I saw Paris Stories (2002) at this darling independent bookstore in Niagara-on-the-Lake so I bought it and started reading it almost immediately and it ended up taking me about two and a half months even though there’s only fifteen stories. What happened? They’re densely detailed and intricate works that were physically difficult to read because the font was so small. Either Canadians have better eyes than me – quite possible – or they’re used to this font. Maybe it’s cultural.
Mavis Gallant in Paris |
Mavis Gallant Writing in Postwar Paris |
Only a few of the mourners mounting the treacherous steps can have had a thought to spare for Tremski’s private affairs. His wife’s flight from a brave and decent husband, dragging by the hand a child of three, belonged to the folklore, not the history of mid-century emigration. The chronicle of two generations, displaced and dispossessed, had come to a stop. The evaluation could begin, had already started. Scholars who looked dismayingly youthful, speaking the same language, but with a new, jarring vocabulary, were trekking to Western capitals – taping reminiscences, copying old letters. History turned out to be a plodding science. What most émigrés settled for now was the haphazard accuracy of a memory like Tremski’s. In the end it was always a poem that ran through the mind – no a string of dates.
Like her compatriot Alice Munro, Gallant writes stories that are much bigger than the form. Munro’s stories have the psychological detail and complex plot structures of novels whereas Gallant’s stories are the essence of entire cultures and histories. The major difference between them is that Munro always has one character in a story with whom a reader can empathize; Gallant never identifies with any specific character, but regards them with, as Mary McCarthy termed it, “a cold eye.” That may be the reason that Gallant didn’t have as broad a readership as Munro.

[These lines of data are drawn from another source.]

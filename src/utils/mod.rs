pub mod file_magic;
pub mod jwt;
pub mod parameter_error_handler;
pub mod password;
pub mod url;
pub mod validate;

pub use file_magic::validate_magic_bytes;
pub use parameter_error_handler::{form_error_handler, path_error_handler};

However, this approach works brilliantly in the chilling “August.” Here’s part of a letter that a young woman writes to her psychotherapist about what she sees as their failed professional relationship:
“What help can you give me?” she wrote. “I have often been disgusted by the smell of your dresses and your rotten teeth. If in six months you have not been able to take your dresses to be cleaned, or yourself to a dentist, how can you help me? Can you convince me that I’m not going to be hit by a car when I step off the curb? Can you convince me that the sidewalk is a safe place to be?“
Mavis Gallant at Le Dôme Restaurant in Paris* |
I’m glad I finally read Gallant. She’s daunting and somewhat involved. I took much longer with her book (about two months) and this review (about four weeks) than I initially expected. Perhaps that’s the result of examining work that is classic rather than timely. Or it could be a result of my lack of focus.